• **Task details**:
The entries below contain a line with "pub fn hash_password(password: &str)" and a line with "let parsed_hash = PasswordHash::new(hash)". Quote exactly those two lines and all lines between them.

Stored data entries:
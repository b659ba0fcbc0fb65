//! Administrator credentials

use crate::models::{ADMIN_TYPE, Admin};
use argon2::{
    Argon2,
    password_hash::{PasswordHash, PasswordHasher, PasswordVerifier, SaltString, rand_core::OsRng},
};
use quadgraph_core::{Error, NodeRef, Result, vocab};
use quadgraph_graph::Graph;
use quadgraph_query::Path;
use regex::Regex;
use std::sync::LazyLock;
use tracing::{debug, info, warn};

static EMAIL: LazyLock<std::result::Result<Regex, regex::Error>> = LazyLock::new(|| {
    Regex::new(
        r"^[a-zA-Z0-9.!#$%&'*+/=?^_`{|}~-]+@[a-zA-Z0-9](?:[a-zA-Z0-9-]{0,61}[a-zA-Z0-9])?(?:\.[a-zA-Z0-9](?:[a-zA-Z0-9-]{0,61}[a-zA-Z0-9])?)*$",
    )
});

/// Reject malformed email addresses
pub fn validate_email(email: &str) -> Result<()> {
    let pattern = EMAIL
        .as_ref()
        .map_err(|e| Error::InvalidPattern(e.to_string()))?;
    if email.len() > 254 || !pattern.is_match(email) {
        return Err(Error::Validation(format!("invalid email address: {:?}", email)));
    }
    Ok(())
}

/// Hash a password using Argon2
pub fn hash_password(password: &str) -> Result<String> {
    let salt = SaltString::generate(&mut OsRng);
    let argon2 = Argon2::default();

    let password_hash = argon2
        .hash_password(password.as_bytes(), &salt)
        .map_err(|e| Error::Generation(format!("Failed to hash password: {}", e)))?
        .to_string();

    Ok(password_hash)
}

/// Verify a password against a stored hash
pub fn verify_password(password: &str, hash: &str) -> Result<bool> {
    let parsed_hash = PasswordHash::new(hash)
        .map_err(|e| Error::Validation(format!("Invalid password hash: {}", e)))?;

    let argon2 = Argon2::default();

    Ok(argon2
        .verify_password(password.as_bytes(), &parsed_hash)
        .is_ok())
}

/// Path to the administrators registered under an email address
fn admins_with_email(email: &str) -> Path {
    Path::start_all()
        .has("email", email)
        .has(vocab::rdf_type(), NodeRef::iri(ADMIN_TYPE))
}

/// Build an administrator with a checked email and hashed password
pub fn new_admin(name: &str, email: &str, password: &str) -> Result<Admin> {
    validate_email(email)?;
    if password.is_empty() {
        return Err(Error::Validation("password must not be empty".to_string()));
    }

    Ok(Admin {
        id: None,
        name: name.to_string(),
        email: email.to_string(),
        hashed_password: hash_password(password)?,
        password: String::new(),
    })
}

/// Register a new administrator
///
/// Fails with `Validation` if the email is malformed or already taken.
pub fn create_admin(graph: &Graph, name: &str, email: &str, password: &str) -> Result<Admin> {
    let mut admin = new_admin(name, email, password)?;
    if find_admin_id(graph, email)?.is_some() {
        return Err(Error::Validation(format!("an administrator already uses {}", email)));
    }

    let id = graph.insert(&mut admin)?;
    info!("Created administrator {} ({})", email, id);
    Ok(admin)
}

/// Node of the administrator with this email, if any
pub fn find_admin_id(graph: &Graph, email: &str) -> Result<Option<NodeRef>> {
    let first = graph.query().first_value(&admins_with_email(email))?;
    Ok(first.and_then(|value| value.as_node().cloned()))
}

/// The administrator with this email, if any
pub fn find_admin_by_email(graph: &Graph, email: &str) -> Result<Option<Admin>> {
    graph.load_first(&admins_with_email(email))
}

/// Check an administrator's credentials
///
/// Returns the administrator on success and `None` for an unknown email or
/// a wrong password.
pub fn login_admin(graph: &Graph, email: &str, password: &str) -> Result<Option<Admin>> {
    validate_email(email)?;

    let Some(admin) = find_admin_by_email(graph, email)? else {
        debug!("No administrator registered as {}", email);
        return Ok(None);
    };

    if verify_password(password, &admin.hashed_password)? {
        info!("Administrator {} logged in", email);
        Ok(Some(admin))
    } else {
        warn!("Wrong password for {}", email);
        Ok(None)
    }
}

/// Administrators whose email matches a regular expression
pub fn admins_matching(graph: &Graph, pattern: &str) -> Result<Vec<Admin>> {
    let path = Path::start_all()
        .has(vocab::rdf_type(), NodeRef::iri(ADMIN_TYPE))
        .has_regex("email", pattern)?;
    graph.load_path(&path)
}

• **Answer to the exercise**:
pub fn hash_password(password: &str) -> Result<String> {
    let salt = SaltString::generate(&mut OsRng);
    let argon2 = Argon2::default();

    let password_hash = argon2
        .hash_password(password.as_bytes(), &salt)
        .map_err(|e| Error::Generation(format!("Failed to hash password: {}", e)))?
        .to_string();

    Ok(password_hash)
}

/// Verify a password against a stored hash
pub fn verify_password(password: &str, hash: &str) -> Result<bool> {
    let parsed_hash = PasswordHash::new(hash)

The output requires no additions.